The D.C. appeals court vote to discard the federal exchange subsidies was 2-1. The two voting against the subsidies were appointed by a Republican president, while the dissenter was appointed by a Democrat.
The 4th Circuit vote upholding the subsidies was 3-0. All were appointed by Democrats.
From the D.C. opinion rejecting the subsidies:
“At least until states that wish to can set up Exchanges, our ruling will likely have significant consequences both for the millions of individuals receiving tax credits through federal Exchanges and for health insurance markets more broadly.
“But, high as those stakes are, the principle of legislative supremacy that guides us is higher still. Within constitutional limits, Congress is supreme in matters of policy, and the consequence of that supremacy is that our duty when interpreting a statute is to ascertain the meaning of the words of the statute.”

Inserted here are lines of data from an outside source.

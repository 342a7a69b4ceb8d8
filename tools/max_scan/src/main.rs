/// Prints the maximum of a list of integers (a fixed literal list by default).

use anyhow::{Context, Result};
use clap::Parser;
use env_logger::{Builder, Env};
use log::debug;
use nimbus_core::scan::{max_value, DEFAULT_LIST};

#[derive(Parser, Debug)]
#[command(name = "max_scan", about = "Find the maximum number in a list")]
struct Args {
    /// Values to scan; negative numbers are accepted.
    #[arg(allow_negative_numbers = true)]
    values: Vec<i64>,
}

fn scan(args: &Args) -> Result<i64> {
    let values: &[i64] = if args.values.is_empty() {
        &DEFAULT_LIST
    } else {
        &args.values
    };
    debug!("Scanning {} values", values.len());
    max_value(values).context("No values to scan")
}

fn main() -> Result<()> {
    Builder::from_env(Env::default().default_filter_or("info")).init();

    let args = Args::parse();
    let max = scan(&args)?;
    println!("Maximum number in list is: {max}");
    Ok(())
}

#[cfg(test)]
mod tests {
    use super::*;

    #[test]
    fn no_arguments_scans_default_list() {
        let args = Args::parse_from(["max_scan"]);
        assert_eq!(scan(&args).unwrap(), 34);
    }

    #[test]
    fn negative_arguments_are_values() {
        let args = Args::parse_from(["max_scan", "-5", "-1", "-9"]);
        assert_eq!(scan(&args).unwrap(), -1);
    }
}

From the 4th Circuit opinion upholding the subsidies:
“What they may not do is rely on our help to deny to millions of Americans desperately-needed health insurance through a tortured, nonsensical construction of a federal statute whose manifest purpose, as revealed by the wholeness and coherence of its text and structure, could not be more clear.”
The case will be appealed to the Supreme Court.
There probably will also be an effort to have the entire appeals court rehear the case, and stay the implementation of the ruling until the legal process is finished.